"VAI UMA PEDRA AÊ TIO?"

É bom passear pelas ruas, observar coisas antigas de um jeito novo. Quantos ângulos inusitados, e as pessoas? Umas diferentes das outras, todas com suas estórias e problemas. No meio dessa introspecção, vez em quando o tempo nos permite filosofar, refletir sobre a vida, fui interrompido por uma voz: “Vai uma pedra aê tio?” Era um adolescente com modos de homem feito, sua pergunta fora feita com firmeza. Não o entendi direito, vai o quê? Na mesma entonação repetiu: “Vai uma pedra aê tio?” Eu sabia o que ele havia perguntado, só quis ganhar um pouco de tempo para refazer-me da desconcertante abordagem. Não me senti violentado tampouco um drogado, então, resolvi dialogar com o rapaz para tentar entender o que ele queria.

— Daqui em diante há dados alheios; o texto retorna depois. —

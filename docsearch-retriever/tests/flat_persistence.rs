//! Snapshot durability of the flat index across process restarts.

mod common;

use anyhow::Result;
use common::{DIM, WordAxisEmbedder, metadata};
use docsearch_retriever::retrieval::{RetrievalService, SearchRequest};
use docsearch_retriever::storage::{FlatIndex, SearchFilter, VectorIndex};
use std::sync::Arc;
use tempfile::tempdir;

async fn service(index: Arc<FlatIndex>) -> RetrievalService {
    RetrievalService::new(Arc::new(WordAxisEmbedder), index).unwrap()
}

#[tokio::test]
async fn test_round_trip_across_reopen() -> Result<()> {
    let dir = tempdir()?;
    let store = dir.path().join("vector_store");

    let before = {
        let index = Arc::new(FlatIndex::open(&store, DIM).await?);
        let service = service(index).await;
        service
            .add_documents(
                vec!["alpha beta".to_string(), "gamma delta".to_string()],
                vec![
                    metadata("a.pdf", 0).with_date_year(1899),
                    metadata("b.pdf", 0).with_location("Clunes"),
                ],
            )
            .await?;
        service
            .add_documents(vec!["gold reef".to_string()], vec![metadata("c.pdf", 0)])
            .await?;
        service.search(&SearchRequest::new("alpha gold").with_k(3)).await?
    };

    let index = Arc::new(FlatIndex::open(&store, DIM).await?);
    assert!(index.load_warning().is_none());
    let service = service(index).await;

    let after = service.search(&SearchRequest::new("alpha gold").with_k(3)).await?;
    assert_eq!(after, before);

    let stats = service.stats().await?;
    assert_eq!(stats.total_chunks, 3);
    assert_eq!(stats.unique_files, 3);
    assert_eq!(stats.year_range.as_deref(), Some("1899-1899"));
    Ok(())
}

#[tokio::test]
async fn test_leftovers_of_an_interrupted_save_are_harmless() -> Result<()> {
    let dir = tempdir()?;
    let store = dir.path().join("vector_store");
    {
        let index = Arc::new(FlatIndex::open(&store, DIM).await?);
        service(index)
            .await
            .add_documents(vec!["alpha".to_string()], vec![metadata("a.pdf", 0)])
            .await?;
    }

    // What a crash mid-save leaves behind: a temp file and a newer, uncommitted vector file.
    std::fs::write(store.join(".tmp-interrupted"), b"{\"generation\": 9")?;
    std::fs::write(store.join("vectors-9.bin"), b"DSVX")?;

    let index = Arc::new(FlatIndex::open(&store, DIM).await?);
    assert!(index.load_warning().is_none());
    assert_eq!(index.len().await, 1);

    // The next save commits a new generation and removes the orphaned vector file.
    index
        .insert(vec![docsearch_retriever::storage::NewRecord::new(
            "beta",
            metadata("b.pdf", 0),
            WordAxisEmbedder::embed("beta"),
        )])
        .await?;
    assert!(!store.join("vectors-9.bin").exists());

    let reopened = FlatIndex::open(&store, DIM).await?;
    let results = reopened
        .search(&WordAxisEmbedder::embed("beta"), 1, &SearchFilter::default())
        .await?;
    assert_eq!(results[0].text, "beta");
    assert_eq!(reopened.len().await, 2);
    Ok(())
}

#[tokio::test]
async fn test_corrupt_snapshot_falls_back_to_empty() -> Result<()> {
    let dir = tempdir()?;
    let store = dir.path().join("vector_store");
    {
        let index = Arc::new(FlatIndex::open(&store, DIM).await?);
        service(index)
            .await
            .add_documents(vec!["alpha".to_string()], vec![metadata("a.pdf", 0)])
            .await?;
    }

    for entry in std::fs::read_dir(&store)? {
        let path = entry?.path();
        if path.extension().is_some_and(|e| e == "bin") {
            std::fs::remove_file(path)?;
        }
    }

    let index = FlatIndex::open(&store, DIM).await?;
    assert!(index.load_warning().is_some());
    assert_eq!(index.stats().await?.total_chunks, 0);
    Ok(())
}

#[tokio::test]
async fn test_dimension_change_is_reported() -> Result<()> {
    let dir = tempdir()?;
    let store = dir.path().join("vector_store");
    {
        let index = FlatIndex::open(&store, DIM).await?;
        index
            .insert(vec![docsearch_retriever::storage::NewRecord::new(
                "alpha",
                metadata("a.pdf", 0),
                WordAxisEmbedder::embed("alpha"),
            )])
            .await?;
    }

    let index = FlatIndex::open(&store, DIM * 2).await?;
    let warning = index.load_warning().unwrap_or_default();
    assert!(warning.contains("dimension"), "unexpected warning: {warning}");
    assert_eq!(index.len().await, 0);
    Ok(())
}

Você acha que preciso mesmo dessa uma pedra? Perguntei-lhe. Claro! Todos precisam, principalmente os que ficam assim como o senhor, pensativos, cheios de idéias negativas. E a pedra resolverá os meus problemas? Claro! Vai esfriar sua cabeça e o senhor vai esquecer essas “negatividades”, ficará mais tranqüilo e relaxado, vai pensar melhor na solução. E você usa a pedra quando quer resolver os seus problemas? Sabe tio, na real, meus problemas, é um só, é saber sobreviver nessa vida complicada e sem opções, além do mais, se não estivesse vendendo, estaria consumindo, nunca as duas coisas, prá não embolar. Você tem família? Tenho tio, meu pai é parecido assim com o senhor, ele usa, mas tá sempre tranqüilo, nunca “pega no meu pé”, não pode saber que me viro, que dou meus pulos, se soubesse, ah! Ia ser “pobrema” querer de graça.

E você estuda? Claro, quando posso vou na escola, o professor é meu brother, já vi ele na “boca”, fazendo o quê, não perguntei, passeando é que não foi, mas se tava lá é dos meus. E o senhor nunca usou? Experimentei na juventude, não era a minha, não segui adiante. É uma pena tio podia ser meu cliente “vip”, o papo tá reto, mas preciso correr atrás da grana, fui.

Desapareceu na praça no meio das pessoas, fiquei ali pensando muitas coisas, muitas culpas, inclusive a minha. Nem tive muito tempo para refletir, pois, uma pequena mãozinha pousou no meu ombro: “Vai uma pedra aê tio?”.